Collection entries

----

// Copyright 2025 Umberto Gotti <umberto.gotti@umbertogotti.dev>
// Licensed under the Apache License, Version 2.0
// http://www.apache.org/licenses/LICENSE-2.0

pub mod cancellation_token_tests;
// Copyright 2025 Umberto Gotti <umberto.gotti@umbertogotti.dev>
// Licensed under the Apache License, Version 2.0
// http://www.apache.org/licenses/LICENSE-2.0

//! Test utilities and fixtures for the flowmap push-stream library.
//!
//! This crate provides observers, sources and helpers for testing operators. It
//! is designed for use in development and testing only, not for production code.
//!
//! # Key Types
//!
//! - [`TestObserver`] records every signal and offers fluent assertions
//!   (`assert_result`, `assert_failure`, `assert_empty`, ...) plus
//!   [`await_done`](TestObserver::await_done) for asynchronous pipelines
//! - [`UndeliverableRecorder`] is an undeliverable-error handler that keeps
//!   what it receives
//! - [`ManualSource`] hands its observers to the test, which signals them by hand
//! - [`ScriptedSource`] replays a fixed sequence of signals, ignoring cancellation
//! - [`TestError`] is the error tests inject on purpose
//!
//! # Example
//!
//! ```rust
//! use flowmap_core::{throw, Observable};
//! use flowmap_test_utils::{TestError, TestObserver};
//!
//! let observer = TestObserver::<i32>::new();
//! throw::<i32>(TestError::flow("boom")).subscribe(observer.clone());
//!
//! observer.assert_failure(&[]);
//! observer.assert_error_message("boom");
//! ```

#![allow(clippy::multiple_crate_versions, clippy::doc_markdown)]
pub mod helpers;
pub mod manual_source;
pub mod test_error;
pub mod test_observer;
pub mod undeliverable;

pub use helpers::{assert_no_element_emitted, unwrap_stream};
pub use manual_source::{ManualSource, ScriptedSource, Step};
pub use test_error::{test_error_message, TestError};
pub use test_observer::TestObserver;
pub use undeliverable::UndeliverableRecorder;
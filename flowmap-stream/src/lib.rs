// Copyright 2025 Umberto Gotti <umberto.gotti@umbertogotti.dev>
// Licensed under the Apache License, Version 2.0
// http://www.apache.org/licenses/LICENSE-2.0

//! Ordered asynchronous first-value mapping for flowmap observables.
//!
//! The crate provides one operator, [`map_async`](MapAsyncExt::map_async):
//! every source value is mapped to a sub-stream, the first value of each
//! sub-stream is taken, and the results are emitted in source order.
//!
//! # Architecture
//!
//! One subscription of the operator is made of four cooperating parts:
//!
//! - **Admission**: indexes source values and hands out at most
//!   `max_concurrency` permits, queueing the rest in arrival order
//! - **Slots**: one observer per running sub-stream, finalizing exactly once
//! - **Ordering buffer**: holds finished results until every earlier index is done
//! - **Coordinator**: a single-flight drain that owns the state above, plus the
//!   arbiter deciding which terminal signal wins
//!
//! Producers on any thread only enqueue work and try to become the drain
//! owner, so the downstream observer is never called concurrently.
//!
//! # Example
//!
//! ```
//! use flowmap_core::{empty, just, range, ObservableExt};
//! use flowmap_stream::MapAsyncExt;
//! use std::sync::{Arc, Mutex};
//!
//! let seen = Arc::new(Mutex::new(Vec::new()));
//! let sink = seen.clone();
//!
//! range(1, 10)
//!     .map_async(|v: &i32| Ok(if v % 2 == 0 { just(v * 2).boxed() } else { empty().boxed() }))
//!     .subscribe_fn(move |v| sink.lock().unwrap().push(v), |_| {}, || {});
//!
//! assert_eq!(*seen.lock().unwrap(), vec![4, 8, 12, 16, 20]);
//! ```
//!
//! # Errors
//!
//! The first failure among the source, the mapper, a sub-stream, and the
//! combiner terminates the operator. Anything failing afterwards is reported
//! to the [undeliverable handler](flowmap_core::hooks).

#![allow(clippy::multiple_crate_versions, clippy::doc_markdown)]

#[macro_use]
mod logging;

pub mod map_async;

pub use self::map_async::{Combiner, MapAsync, MapAsyncConfig, MapAsyncExt, Mapper};
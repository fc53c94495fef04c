// Copyright 2025 Umberto Gotti <umberto.gotti@umbertogotti.dev>
// Licensed under the Apache License, Version 2.0
// http://www.apache.org/licenses/LICENSE-2.0

use flowmap_core::FlowError;

/// Error raised on purpose by test sources, mappers and combiners.
#[derive(Debug, Clone, PartialEq, Eq, thiserror::Error)]
#[error("{message}")]
pub struct TestError {
    pub message: String,
}

impl TestError {
    pub fn new(message: impl Into<String>) -> Self {
        Self {
            message: message.into(),
        }
    }

    /// A `TestError` wrapped as the user error of a [`FlowError`].
    pub fn flow(message: impl Into<String>) -> FlowError {
        FlowError::user_error(Self::new(message))
    }
}

impl Default for TestError {
    fn default() -> Self {
        Self::new("test error")
    }
}

/// Returns the message of `error` if it wraps a [`TestError`].
pub fn test_error_message(error: &FlowError) -> Option<&str> {
    error
        .downcast_ref::<TestError>()
        .map(|error| error.message.as_str())
}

----

Exercise brief
Once you have read the records, repeat them all exactly.

Response to the task
// Copyright 2025 Umberto Gotti <umberto.gotti@umbertogotti.dev>
// Licensed under the Apache License, Version 2.0
// http://www.apache.org/licenses/LICENSE-2.0

pub mod cancellation_token_tests;
// Copyright 2025 Umberto Gotti <umberto.gotti@umbertogotti.dev>
// Licensed under the Apache License, Version 2.0
// http://www.apache.org/licenses/LICENSE-2.0

//! Test utilities and fixtures for the flowmap push-stream library.
//!
//! This crate provides observers, sources and helpers for testing operators. It
//! is designed for use in development and testing only, not for production code.
//!
//! # Key Types
//!
//! - [`TestObserver`] records every signal and offers fluent assertions
//!   (`assert_result`, `assert_failure`, `assert_empty`, ...) plus
//!   [`await_done`](TestObserver::await_done) for asynchronous pipelines
//! - [`UndeliverableRecorder`] is an undeliverable-error handler that keeps
//!   what it receives
//! - [`ManualSource`] hands its observers to the test, which signals them by hand
//! - [`ScriptedSource`] replays a fixed sequence of signals, ignoring cancellation
//! - [`TestError`] is the error tests inject on purpose
//!
//! # Example
//!
//! ```rust
//! use flowmap_core::{throw, Observable};
//! use flowmap_test_utils::{TestError, TestObserver};
//!
//! let observer = TestObserver::<i32>::new();
//! throw::<i32>(TestError::flow("boom")).subscribe(observer.clone());
//!
//! observer.assert_failure(&[]);
//! observer.assert_error_message("boom");
//! ```

#![allow(clippy::multiple_crate_versions, clippy::doc_markdown)]
pub mod helpers;
pub mod manual_source;
pub mod test_error;
pub mod test_observer;
pub mod undeliverable;

pub use helpers::{assert_no_element_emitted, unwrap_stream};
pub use manual_source::{ManualSource, ScriptedSource, Step};
pub use test_error::{test_error_message, TestError};
pub use test_observer::TestObserver;
pub use undeliverable::UndeliverableRecorder;
filename flowmap-stream/src/lib.rs
// Copyright 2025 Umberto Gotti <umberto.gotti@umbertogotti.dev>
// Licensed under the Apache License, Version 2.0
// http://www.apache.org/licenses/LICENSE-2.0

//! Ordered asynchronous first-value mapping for flowmap observables.
//!
//! The crate provides one operator, [`map_async`](MapAsyncExt::map_async):
//! every source value is mapped to a sub-stream, the first value of each
//! sub-stream is taken, and the results are emitted in source order.
//!
//! # Architecture
//!
//! One subscription of the operator is made of four cooperating parts:
//!
//! - **Admission**: indexes source values and hands out at most
//!   `max_concurrency` permits, queueing the rest in arrival order
//! - **Slots**: one observer per running sub-stream, finalizing exactly once
//! - **Ordering buffer**: holds finished results until every earlier index is done
//! - **Coordinator**: a single-flight drain that owns the state above, plus the
//!   arbiter deciding which terminal signal wins
//!
//! Producers on any thread only enqueue work and try to become the drain
//! owner, so the downstream observer is never called concurrently.
//!
//! # Example
//!
//! ```
//! use flowmap_core::{empty, just, range, ObservableExt};
//! use flowmap_stream::MapAsyncExt;
//! use std::sync::{Arc, Mutex};
//!
//! let seen = Arc::new(Mutex::new(Vec::new()));
//! let sink = seen.clone();
//!
//! range(1, 10)
//!     .map_async(|v: &i32| Ok(if v % 2 == 0 { just(v * 2).boxed() } else { empty().boxed() }))
//!     .subscribe_fn(move |v| sink.lock().unwrap().push(v), |_| {}, || {});
//!
//! assert_eq!(*seen.lock().unwrap(), vec![4, 8, 12, 16, 20]);
//! ```
//!
//! # Errors
//!
//! The first failure among the source, the mapper, a sub-stream, and the
//! combiner terminates the operator. Anything failing afterwards is reported
//! to the [undeliverable handler](flowmap_core::hooks).

#![allow(clippy::multiple_crate_versions, clippy::doc_markdown)]

#[macro_use]
mod logging;

pub mod map_async;

pub use self::map_async::{Combiner, MapAsync, MapAsyncConfig, MapAsyncExt, Mapper};
repository fc53c94495fef04c
// Copyright 2025 Umberto Gotti <umberto.gotti@umbertogotti.dev>
// Licensed under the Apache License, Version 2.0
// http://www.apache.org/licenses/LICENSE-2.0

use flowmap_core::FlowError;

/// Error raised on purpose by test sources, mappers and combiners.
#[derive(Debug, Clone, PartialEq, Eq, thiserror::Error)]
#[error("{message}")]
pub struct TestError {
    pub message: String,
}

impl TestError {
    pub fn new(message: impl Into<String>) -> Self {
        Self {
            message: message.into(),
        }
    }

    /// A `TestError` wrapped as the user error of a [`FlowError`].
    pub fn flow(message: impl Into<String>) -> FlowError {
        FlowError::user_error(Self::new(message))
    }
}

impl Default for TestError {
    fn default() -> Self {
        Self::new("test error")
    }
}

/// Returns the message of `error` if it wraps a [`TestError`].
pub fn test_error_message(error: &FlowError) -> Option<&str> {
    error
        .downcast_ref::<TestError>()
        .map(|error| error.message.as_str())
}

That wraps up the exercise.